* **What to do**
Give back exactly the lines of the entries below from the line with "pub fn parse_list_employees(&self, response: HttpResponse)" to the line with "caller decides what", inclusive, and only those.

* **Study material**

//! Stateless HTTP request builder and response parser for the employee API.
//!
//! # Design
//! `EmployeeClient` holds only a `base_url` and carries no mutable state
//! between calls. Each CRUD operation is split into a `build_*` method that
//! produces an `HttpRequest` and a `parse_*` method that consumes an
//! `HttpResponse`. The caller executes the actual HTTP round-trip, keeping
//! the core deterministic and free of I/O dependencies.
//!
//! Create and update pick their encoding from the presence of an image: a
//! flat JSON object when there is none, multipart/form-data when there is.
//! Every non-2xx response is logged with its body as diagnostic text and
//! surfaced as a transport failure; nothing here retries.

use crate::error::ApiError;
use crate::http::{HttpMethod, HttpRequest, HttpResponse};
use crate::multipart;
use crate::types::{ApiEnvelope, DataEnvelope, Employee, EmployeeFields, ImageFile};

const JSON_CONTENT_TYPE: &str = "application/json";

/// Stateless client for the employee API.
///
/// Builds `HttpRequest` values and parses `HttpResponse` values without
/// touching the network. The caller is responsible for executing the HTTP
/// round-trip between `build_*` and `parse_*`.
#[derive(Debug, Clone)]
pub struct EmployeeClient {
    base_url: String,
}

impl EmployeeClient {
    pub fn new(base_url: &str) -> Self {
        Self {
            base_url: base_url.trim_end_matches('/').to_string(),
        }
    }

    /// GET `/api/employees?search=&page=&limit=`.
    ///
    /// `page` is 1-based; the server decides ordering and returns one page
    /// slice.
    pub fn build_list_employees(&self, search: &str, page: u32, limit: u32) -> HttpRequest {
        HttpRequest {
            method: HttpMethod::Get,
            url: format!(
                "{}/api/employees?search={search}&page={page}&limit={limit}",
                self.base_url
            ),
            headers: json_headers(),
            body: None,
        }
    }

    /// GET `/api/employees/{id}`.
    pub fn build_get_employee(&self, id: &str) -> HttpRequest {
        HttpRequest {
            method: HttpMethod::Get,
            url: format!("{}/api/employees/{id}", self.base_url),
            headers: json_headers(),
            body: None,
        }
    }

    /// POST `/api/employees` — multipart iff `image` is present, JSON
    /// otherwise.
    pub fn build_create_employee(
        &self,
        fields: &EmployeeFields,
        image: Option<&ImageFile>,
    ) -> Result<HttpRequest, ApiError> {
        let (headers, body) = encode_submission(fields, image)?;
        Ok(HttpRequest {
            method: HttpMethod::Post,
            url: format!("{}/api/employees", self.base_url),
            headers,
            body: Some(body),
        })
    }

    /// PUT `/api/employees/{id}` — same encoding rule as create. An absent
    /// image means "keep the existing one" on the server.
    pub fn build_update_employee(
        &self,
        id: &str,
        fields: &EmployeeFields,
        image: Option<&ImageFile>,
    ) -> Result<HttpRequest, ApiError> {
        let (headers, body) = encode_submission(fields, image)?;
        Ok(HttpRequest {
            method: HttpMethod::Put,
            url: format!("{}/api/employees/{id}", self.base_url),
            headers,
            body: Some(body),
        })
    }

    /// DELETE `/api/employees/{id}`.
    pub fn build_delete_employee(&self, id: &str) -> HttpRequest {
        HttpRequest {
            method: HttpMethod::Delete,
            url: format!("{}/api/employees/{id}", self.base_url),
            headers: json_headers(),
            body: None,
        }
    }

    /// Unwrap `{ "data": [...] }` into the employees in server order.
    pub fn parse_list_employees(&self, response: HttpResponse) -> Result<Vec<Employee>, ApiError> {
        check_status(&response, false)?;
        let envelope: DataEnvelope<Vec<Employee>> = parse_json(&response.body)?;
        Ok(envelope.data)
    }

    /// Unwrap `{ "data": {...} }` into the single employee; 404 → `NotFound`.
    pub fn parse_get_employee(&self, response: HttpResponse) -> Result<Employee, ApiError> {
        check_status(&response, true)?;
        let envelope: DataEnvelope<Employee> = parse_json(&response.body)?;
        Ok(envelope.data)
    }

    /// The full `{success, message, data?}` envelope; the caller decides what
    /// a `success: false` means for its UI state.
    pub fn parse_create_employee(&self, response: HttpResponse) -> Result<ApiEnvelope, ApiError> {
        check_status(&response, false)?;
        parse_json(&response.body)
    }

    pub fn parse_update_employee(&self, response: HttpResponse) -> Result<ApiEnvelope, ApiError> {
        check_status(&response, false)?;
        parse_json(&response.body)
    }

    /// Delete envelope carries no `data`; 404 → `NotFound`.
    pub fn parse_delete_employee(&self, response: HttpResponse) -> Result<ApiEnvelope, ApiError> {
        check_status(&response, true)?;
        parse_json(&response.body)
    }
}

fn json_headers() -> Vec<(String, String)> {
    vec![("content-type".to_string(), JSON_CONTENT_TYPE.to_string())]
}

/// Pick the body encoding: multipart when an image rides along, flat JSON
/// otherwise. Returns the headers to send with the encoded bytes.
fn encode_submission(
    fields: &EmployeeFields,
    image: Option<&ImageFile>,
) -> Result<(Vec<(String, String)>, Vec<u8>), ApiError> {
    match image {
        Some(image) => {
            let body = multipart::encode(fields, image);
            Ok((
                vec![("content-type".to_string(), body.content_type)],
                body.bytes,
            ))
        }
        None => {
            let body = serde_json::to_vec(fields).map_err(|e| ApiError::Encode(e.to_string()))?;
            Ok((json_headers(), body))
        }
    }
}

fn parse_json<T: serde::de::DeserializeOwned>(body: &str) -> Result<T, ApiError> {
    serde_json::from_str(body).map_err(|e| ApiError::Parse(e.to_string()))
}

/// Treat any non-2xx status as a failure: log the body as diagnostic text and
/// map to `NotFound` (when the operation distinguishes it) or `Transport`.
fn check_status(response: &HttpResponse, not_found_is_distinct: bool) -> Result<(), ApiError> {
    if (200..300).contains(&response.status) {
        return Ok(());
    }
    tracing::error!(
        status = response.status,
        body = %response.body,
        "employee API request failed"
    );
    if not_found_is_distinct && response.status == 404 {
        return Err(ApiError::NotFound);
    }
    Err(ApiError::Transport {
        status: response.status,
        body: response.body.clone(),
    })
}

#[cfg(test)]
mod tests {
    use super::*;

    fn client() -> EmployeeClient {
        EmployeeClient::new("http://localhost:8080")
    }

    fn fields() -> EmployeeFields {
        EmployeeFields {
            name: "Ada Lovelace".to_string(),
            email: "ada@example.com".to_string(),
            phone: "555-0100".to_string(),
            department: "Engineering".to_string(),
            salary: "90000".to_string(),
        }
    }

    fn image() -> ImageFile {
        ImageFile {
            file_name: "ada.png".to_string(),
            content_type: "image/png".to_string(),
            bytes: vec![1, 2, 3, 4],
        }
    }

    fn employee_json(id: &str, name: &str) -> String {
        format!(
            r#"{{"_id":"{id}","name":"{name}","email":"a@b.c","phone":"5","department":"Eng","salary":"1"}}"#
        )
    }

    #[test]
    fn build_list_employees_produces_correct_request() {
        let req = client().build_list_employees("ada", 2, 5);
        assert_eq!(req.method, HttpMethod::Get);
        assert_eq!(
            req.url,
            "http://localhost:8080/api/employees?search=ada&page=2&limit=5"
        );
        assert_eq!(req.header("content-type"), Some("application/json"));
        assert!(req.body.is_none());
    }

    #[test]
    fn build_get_employee_produces_correct_request() {
        let req = client().build_get_employee("65f2");
        assert_eq!(req.method, HttpMethod::Get);
        assert_eq!(req.url, "http://localhost:8080/api/employees/65f2");
        assert!(req.body.is_none());
    }

    #[test]
    fn build_create_without_image_is_flat_json() {
        let req = client().build_create_employee(&fields(), None).unwrap();
        assert_eq!(req.method, HttpMethod::Post);
        assert_eq!(req.url, "http://localhost:8080/api/employees");
        assert_eq!(req.header("content-type"), Some("application/json"));
        let body: serde_json::Value = serde_json::from_slice(req.body.as_deref().unwrap()).unwrap();
        assert_eq!(body["name"], "Ada Lovelace");
        assert_eq!(body["salary"], "90000");
        assert!(body.get("profileImage").is_none());
    }

    #[test]
    fn build_create_with_image_is_multipart() {
        let req = client()
            .build_create_employee(&fields(), Some(&image()))
            .unwrap();
        let content_type = req.header("content-type").unwrap();
        assert!(content_type.starts_with("multipart/form-data; boundary="));
        let body = req.body.unwrap();
        let text = String::from_utf8_lossy(&body);
        assert!(text.contains("name=\"profileImage\""));
        assert!(text.contains("Ada Lovelace"));
    }

    #[test]
    fn build_update_targets_the_id_path() {
        let req = client()
            .build_update_employee("65f2", &fields(), None)
            .unwrap();
        assert_eq!(req.method, HttpMethod::Put);
        assert_eq!(req.url, "http://localhost:8080/api/employees/65f2");
        assert_eq!(req.header("content-type"), Some("application/json"));
    }

    #[test]
    fn build_delete_employee_produces_correct_request() {
        let req = client().build_delete_employee("65f2");
        assert_eq!(req.method, HttpMethod::Delete);
        assert_eq!(req.url, "http://localhost:8080/api/employees/65f2");
        assert!(req.body.is_none());
    }

    #[test]
    fn parse_list_preserves_server_order() {
        let response = HttpResponse {
            status: 200,
            headers: Vec::new(),
            body: format!(
                r#"{{"data":[{},{}]}}"#,
                employee_json("1", "First"),
                employee_json("2", "Second")
            ),
        };
        let employees = client().parse_list_employees(response).unwrap();
        assert_eq!(employees.len(), 2);
        assert_eq!(employees[0].name, "First");
        assert_eq!(employees[1].name, "Second");
    }

    #[test]
    fn parse_get_employee_not_found() {
        let response = HttpResponse {
            status: 404,
            headers: Vec::new(),
            body: "Employee not found".to_string(),
        };
        let err = client().parse_get_employee(response).unwrap_err();
        assert!(matches!(err, ApiError::NotFound));
    }

    #[test]
    fn parse_create_returns_the_envelope() {
        let response = HttpResponse {
            status: 201,
            headers: Vec::new(),
            body: format!(
                r#"{{"success":true,"message":"Employee created successfully","data":{}}}"#,
                employee_json("9", "Ada")
            ),
        };
        let envelope = client().parse_create_employee(response).unwrap();
        assert!(envelope.success);
        assert_eq!(envelope.message, "Employee created successfully");
        assert_eq!(envelope.data.unwrap().id, "9");
    }

    #[test]
    fn parse_create_keeps_success_false_as_data() {
        let response = HttpResponse {
            status: 200,
            headers: Vec::new(),
            body: r#"{"success":false,"message":"Email already exists"}"#.to_string(),
        };
        let envelope = client().parse_create_employee(response).unwrap();
        assert!(!envelope.success);
        assert_eq!(envelope.message, "Email already exists");
    }

    #[test]
    fn parse_create_non_2xx_is_transport_error() {
        let response = HttpResponse {
            status: 500,
            headers: Vec::new(),
            body: "internal error".to_string(),
        };
        let err = client().parse_create_employee(response).unwrap_err();
        assert!(matches!(err, ApiError::Transport { status: 500, .. }));
    }

    #[test]
    fn parse_delete_not_found_is_an_error_not_an_envelope() {
        let response = HttpResponse {
            status: 404,
            headers: Vec::new(),
            body: "Employee not found".to_string(),
        };
        let err = client().parse_delete_employee(response).unwrap_err();
        assert!(matches!(err, ApiError::NotFound));
    }

    #[test]
    fn parse_delete_success() {
        let response = HttpResponse {
            status: 200,
            headers: Vec::new(),
            body: r#"{"success":true,"message":"Employee deleted successfully"}"#.to_string(),
        };
        let envelope = client().parse_delete_employee(response).unwrap();
        assert!(envelope.success);
        assert!(envelope.data.is_none());
    }

    #[test]
    fn parse_list_bad_json() {
        let response = HttpResponse {
            status: 200,
            headers: Vec::new(),
            body: "not json".to_string(),
        };
        let err = client().parse_list_employees(response).unwrap_err();
        assert!(matches!(err, ApiError::Parse(_)));
    }

    #[test]
    fn trailing_slash_is_stripped() {
        let client = EmployeeClient::new("http://localhost:8080/");
        let req = client.build_get_employee("1");
        assert_eq!(req.url, "http://localhost:8080/api/employees/1");
    }

    #[test]
    fn any_2xx_status_is_accepted() {
        let response = HttpResponse {
            status: 201,
            headers: Vec::new(),
            body: r#"{"success":true,"message":"ok"}"#.to_string(),
        };
        assert!(client().parse_create_employee(response).is_ok());
    }
}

* **Completed exercise**
    pub fn parse_list_employees(&self, response: HttpResponse) -> Result<Vec<Employee>, ApiError> {
        check_status(&response, false)?;
        let envelope: DataEnvelope<Vec<Employee>> = parse_json(&response.body)?;
        Ok(envelope.data)
    }

    /// Unwrap `{ "data": {...} }` into the single employee; 404 → `NotFound`.
    pub fn parse_get_employee(&self, response: HttpResponse) -> Result<Employee, ApiError> {
        check_status(&response, true)?;
        let envelope: DataEnvelope<Employee> = parse_json(&response.body)?;
        Ok(envelope.data)
    }

    /// The full `{success, message, data?}` envelope; the caller decides what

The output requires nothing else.